§ **WHAT YOU SHOULD DO**: Please copy the leading lines of the entries below exactly, concluding with the line in which "reports failures through" occurs.

── MATERIAL TO PROCESS ──

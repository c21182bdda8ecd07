//! `_nss_kubernetes_*` entry points looked up by glibc.
//!
//! Each entry point converts its raw arguments, runs the matching
//! [`Dispatcher`](crate::Dispatcher) operation and reports failures through
//! `errnop` / `h_errnop`. Nothing is written to the caller's structs on
//! failure.
use libc::{c_char, c_int, c_void, hostent, servent, size_t, socklen_t};
use nss_kubernetes_domain::fallible::utf8_prefix;
use nss_kubernetes_domain::{DomainError, LookupName, NssStatus};
use nss_kubernetes_infrastructure::abi::{errno_for, family_from_af, GaihAddrTuple};
use std::ffi::CStr;
use std::net::{IpAddr, Ipv4Addr, Ipv6Addr};
use tracing::{debug, Level};

use crate::bootstrap::dispatcher;

/// Borrows a lookup name from C, applying the name rules before UTF-8
/// decoding.
unsafe fn name_arg<'a>(name: *const c_char) -> Result<&'a str, DomainError> {
    if name.is_null() {
        return Err(DomainError::NullArgument("name"));
    }
    // SAFETY: glibc passes a NUL-terminated string that outlives the call.
    let bytes = unsafe { CStr::from_ptr(name) }.to_bytes();
    LookupName::from_bytes(bytes).map(|name| name.as_str())
}

unsafe fn protocol_arg<'a>(protocol: *const c_char) -> Result<Option<&'a str>, DomainError> {
    if protocol.is_null() {
        return Ok(None);
    }
    // SAFETY: as for `name_arg`.
    let bytes = unsafe { CStr::from_ptr(protocol) }.to_bytes();
    std::str::from_utf8(bytes)
        .map(Some)
        .map_err(|_| DomainError::carrying(DomainError::UnsupportedProtocol, utf8_prefix(bytes)))
}

unsafe fn buffer_arg<'a>(buffer: *mut c_char, buflen: size_t) -> Result<&'a mut [u8], DomainError> {
    if buffer.is_null() {
        return Err(DomainError::NullArgument("buffer"));
    }
    // SAFETY: glibc hands over `buflen` writable bytes at `buffer` for the
    // duration of the call.
    Ok(unsafe { std::slice::from_raw_parts_mut(buffer.cast::<u8>(), buflen) })
}

unsafe fn struct_arg<'a, T>(ptr: *mut T, what: &'static str) -> Result<&'a mut T, DomainError> {
    // SAFETY: non-null pointers from glibc point to caller-owned storage.
    unsafe { ptr.as_mut() }.ok_or(DomainError::NullArgument(what))
}

/// Best-effort decoding of a reverse-lookup address, for diagnostics only.
unsafe fn addr_arg(addr: *const c_void, len: socklen_t, af: c_int) -> Option<IpAddr> {
    if addr.is_null() {
        return None;
    }
    // SAFETY: glibc passes `len` readable bytes at `addr`.
    let bytes = unsafe { std::slice::from_raw_parts(addr.cast::<u8>(), len as usize) };
    match (af, bytes.len()) {
        (libc::AF_INET, 4) => {
            let octets: [u8; 4] = bytes.try_into().ok()?;
            Some(IpAddr::V4(Ipv4Addr::from(octets)))
        }
        (libc::AF_INET6, 16) => {
            let octets: [u8; 16] = bytes.try_into().ok()?;
            Some(IpAddr::V6(Ipv6Addr::from(octets)))
        }
        _ => None,
    }
}

/// [`addr_arg`], skipped unless a debug event would be recorded.
unsafe fn addr_for_log(addr: *const c_void, len: socklen_t, af: c_int) -> Option<IpAddr> {
    if !tracing::enabled!(Level::DEBUG) {
        return None;
    }
    // SAFETY: forwarded from the caller.
    unsafe { addr_arg(addr, len, af) }
}

unsafe fn set<T>(ptr: *mut T, value: T) {
    if !ptr.is_null() {
        // SAFETY: non-null out-parameters are writable by caller contract.
        unsafe { *ptr = value };
    }
}

unsafe fn fail(error: DomainError, errnop: *mut c_int, h_errnop: *mut c_int) -> NssStatus {
    debug!(error = %error, status = error.status().as_str(), "Lookup failed");
    // SAFETY: forwarded out-parameters.
    unsafe {
        set(errnop, errno_for(&error));
        set(h_errnop, error.host_errno() as c_int);
    }
    error.status()
}

/// Forward lookup, `hostent` shape, caller-chosen family, with optional TTL
/// and canonical name.
///
/// # Safety
///
/// Arguments must follow the glibc NSS `gethostbyname3_r` contract.
#[no_mangle]
#[allow(clippy::too_many_arguments)]
pub unsafe extern "C" fn _nss_kubernetes_gethostbyname3_r(
    name: *const c_char,
    af: c_int,
    host: *mut hostent,
    buffer: *mut c_char,
    buflen: size_t,
    errnop: *mut c_int,
    h_errnop: *mut c_int,
    ttlp: *mut i32,
    canonp: *mut *mut c_char,
) -> NssStatus {
    let result = (|| -> Result<*mut c_char, DomainError> {
        let family = family_from_af(af)?;
        // SAFETY: arguments come straight from glibc.
        let (name, host, buffer) = unsafe {
            (
                name_arg(name)?,
                struct_arg(host, "host")?,
                buffer_arg(buffer, buflen)?,
            )
        };
        dispatcher().host_by_name_family(name, family, host, buffer)
    })();

    // SAFETY: forwarded out-parameters.
    unsafe {
        match result {
            Ok(canonical) => {
                set(ttlp, dispatcher().ttl());
                set(canonp, canonical);
                NssStatus::Success
            }
            Err(error) => fail(error, errnop, h_errnop),
        }
    }
}

/// # Safety
///
/// Arguments must follow the glibc NSS `gethostbyname2_r` contract.
#[no_mangle]
pub unsafe extern "C" fn _nss_kubernetes_gethostbyname2_r(
    name: *const c_char,
    af: c_int,
    host: *mut hostent,
    buffer: *mut c_char,
    buflen: size_t,
    errnop: *mut c_int,
    h_errnop: *mut c_int,
) -> NssStatus {
    // SAFETY: same contract, without the optional outputs.
    unsafe {
        _nss_kubernetes_gethostbyname3_r(
            name,
            af,
            host,
            buffer,
            buflen,
            errnop,
            h_errnop,
            std::ptr::null_mut(),
            std::ptr::null_mut(),
        )
    }
}

/// # Safety
///
/// Arguments must follow the glibc NSS `gethostbyname_r` contract.
#[no_mangle]
pub unsafe extern "C" fn _nss_kubernetes_gethostbyname_r(
    name: *const c_char,
    host: *mut hostent,
    buffer: *mut c_char,
    buflen: size_t,
    errnop: *mut c_int,
    h_errnop: *mut c_int,
) -> NssStatus {
    let result = (|| -> Result<(), DomainError> {
        // SAFETY: arguments come straight from glibc.
        let (name, host, buffer) = unsafe {
            (
                name_arg(name)?,
                struct_arg(host, "host")?,
                buffer_arg(buffer, buflen)?,
            )
        };
        dispatcher().host_by_name(name, host, buffer)
    })();

    match result {
        Ok(()) => NssStatus::Success,
        // SAFETY: forwarded out-parameters.
        Err(error) => unsafe { fail(error, errnop, h_errnop) },
    }
}

/// Forward lookup, `gaih_addrtuple` shape, used by `getaddrinfo`.
///
/// # Safety
///
/// Arguments must follow the glibc NSS `gethostbyname4_r` contract; `*pat`
/// is either null or a node the module may overwrite.
#[no_mangle]
pub unsafe extern "C" fn _nss_kubernetes_gethostbyname4_r(
    name: *const c_char,
    pat: *mut *mut GaihAddrTuple,
    buffer: *mut c_char,
    buflen: size_t,
    errnop: *mut c_int,
    h_errnop: *mut c_int,
    ttlp: *mut i32,
) -> NssStatus {
    let result = (|| -> Result<(), DomainError> {
        // SAFETY: arguments come straight from glibc.
        let (name, pat, buffer) = unsafe {
            (
                name_arg(name)?,
                struct_arg(pat, "pat")?,
                buffer_arg(buffer, buflen)?,
            )
        };
        // SAFETY: a non-null `*pat` is a caller-owned node.
        let previous = unsafe { (*pat).as_mut() };
        let node = dispatcher().host_tuple_by_name(name, buffer, previous)?;
        *pat = node;
        Ok(())
    })();

    // SAFETY: forwarded out-parameters.
    unsafe {
        match result {
            Ok(()) => {
                set(ttlp, dispatcher().ttl());
                NssStatus::Success
            }
            Err(error) => fail(error, errnop, h_errnop),
        }
    }
}

/// # Safety
///
/// Arguments must follow the glibc NSS `gethostbyaddr2_r` contract.
#[no_mangle]
#[allow(clippy::too_many_arguments)]
pub unsafe extern "C" fn _nss_kubernetes_gethostbyaddr2_r(
    addr: *const c_void,
    len: socklen_t,
    af: c_int,
    _host: *mut hostent,
    _buffer: *mut c_char,
    _buflen: size_t,
    errnop: *mut c_int,
    h_errnop: *mut c_int,
    _ttlp: *mut i32,
) -> NssStatus {
    let dispatcher = dispatcher();
    // SAFETY: arguments come straight from glibc.
    let addr = unsafe { addr_for_log(addr, len, af) };
    match dispatcher.host_by_addr(addr) {
        Ok(()) => NssStatus::Success,
        // SAFETY: forwarded out-parameters.
        Err(error) => unsafe { fail(error, errnop, h_errnop) },
    }
}

/// # Safety
///
/// Arguments must follow the glibc NSS `gethostbyaddr_r` contract.
#[no_mangle]
pub unsafe extern "C" fn _nss_kubernetes_gethostbyaddr_r(
    addr: *const c_void,
    len: socklen_t,
    af: c_int,
    host: *mut hostent,
    buffer: *mut c_char,
    buflen: size_t,
    errnop: *mut c_int,
    h_errnop: *mut c_int,
) -> NssStatus {
    // SAFETY: same contract, without the TTL output.
    unsafe {
        _nss_kubernetes_gethostbyaddr2_r(
            addr,
            len,
            af,
            host,
            buffer,
            buflen,
            errnop,
            h_errnop,
            std::ptr::null_mut(),
        )
    }
}

/// # Safety
///
/// Arguments must follow the glibc NSS `getservbyname_r` contract.
#[no_mangle]
pub unsafe extern "C" fn _nss_kubernetes_getservbyname_r(
    name: *const c_char,
    protocol: *const c_char,
    serv: *mut servent,
    buffer: *mut c_char,
    buflen: size_t,
    errnop: *mut c_int,
) -> NssStatus {
    let result = (|| -> Result<(), DomainError> {
        // SAFETY: arguments come straight from glibc.
        let (name, protocol, serv, buffer) = unsafe {
            (
                name_arg(name)?,
                protocol_arg(protocol)?,
                struct_arg(serv, "serv")?,
                buffer_arg(buffer, buflen)?,
            )
        };
        dispatcher().service_by_name(name, protocol, serv, buffer)
    })();

    match result {
        Ok(()) => NssStatus::Success,
        // SAFETY: forwarded out-parameter.
        Err(error) => unsafe { fail(error, errnop, std::ptr::null_mut()) },
    }
}

/// # Safety
///
/// Arguments must follow the glibc NSS `getservbyport_r` contract.
#[no_mangle]
pub unsafe extern "C" fn _nss_kubernetes_getservbyport_r(
    port: c_int,
    protocol: *const c_char,
    _serv: *mut servent,
    _buffer: *mut c_char,
    _buflen: size_t,
    errnop: *mut c_int,
) -> NssStatus {
    // SAFETY: argument comes straight from glibc.
    let protocol = unsafe { protocol_arg(protocol) }.unwrap_or(None);
    // `port` arrives in network byte order.
    let port = u16::from_be(port as u16);

    match dispatcher().service_by_port(port, protocol) {
        Ok(()) => NssStatus::Success,
        // SAFETY: forwarded out-parameter.
        Err(error) => unsafe { fail(error, errnop, std::ptr::null_mut()) },
    }
}
use nss_kubernetes_application::ports::EnvironmentReader;

/// The real process environment, as populated by kubelet.
#[derive(Debug, Default, Clone, Copy)]
pub struct ProcessEnvironment;

impl ProcessEnvironment {
    pub fn new() -> Self {
        Self
    }
}

impl EnvironmentReader for ProcessEnvironment {
    fn read(&self, key: &str) -> Option<String> {
        // var_os copies the value out while holding std's environment lock.
        // Non UTF-8 values are kept lossily and then fail to parse.
        std::env::var_os(key).map(|value| value.to_string_lossy().into_owned())
    }
}

#[cfg(test)]
mod tests {
    use super::*;

    #[test]
    fn test_reads_set_variable() {
        std::env::set_var("NSS_K8S_INFRA_PROBE_SERVICE_HOST", "10.1.2.3");

        let env = ProcessEnvironment::new();

        assert_eq!(
            env.read("NSS_K8S_INFRA_PROBE_SERVICE_HOST"),
            Some("10.1.2.3".to_string())
        );
    }

    #[test]
    fn test_unset_variable_is_none() {
        std::env::remove_var("NSS_K8S_INFRA_MISSING_SERVICE_HOST");

        let env = ProcessEnvironment::new();

        assert_eq!(env.read("NSS_K8S_INFRA_MISSING_SERVICE_HOST"), None);
    }
}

───

§ **ANSWER TO THIS EXERCISE**:
repository c21182bdda8ecd07
//! `_nss_kubernetes_*` entry points looked up by glibc.
//!
//! Each entry point converts its raw arguments, runs the matching
//! [`Dispatcher`](crate::Dispatcher) operation and reports failures through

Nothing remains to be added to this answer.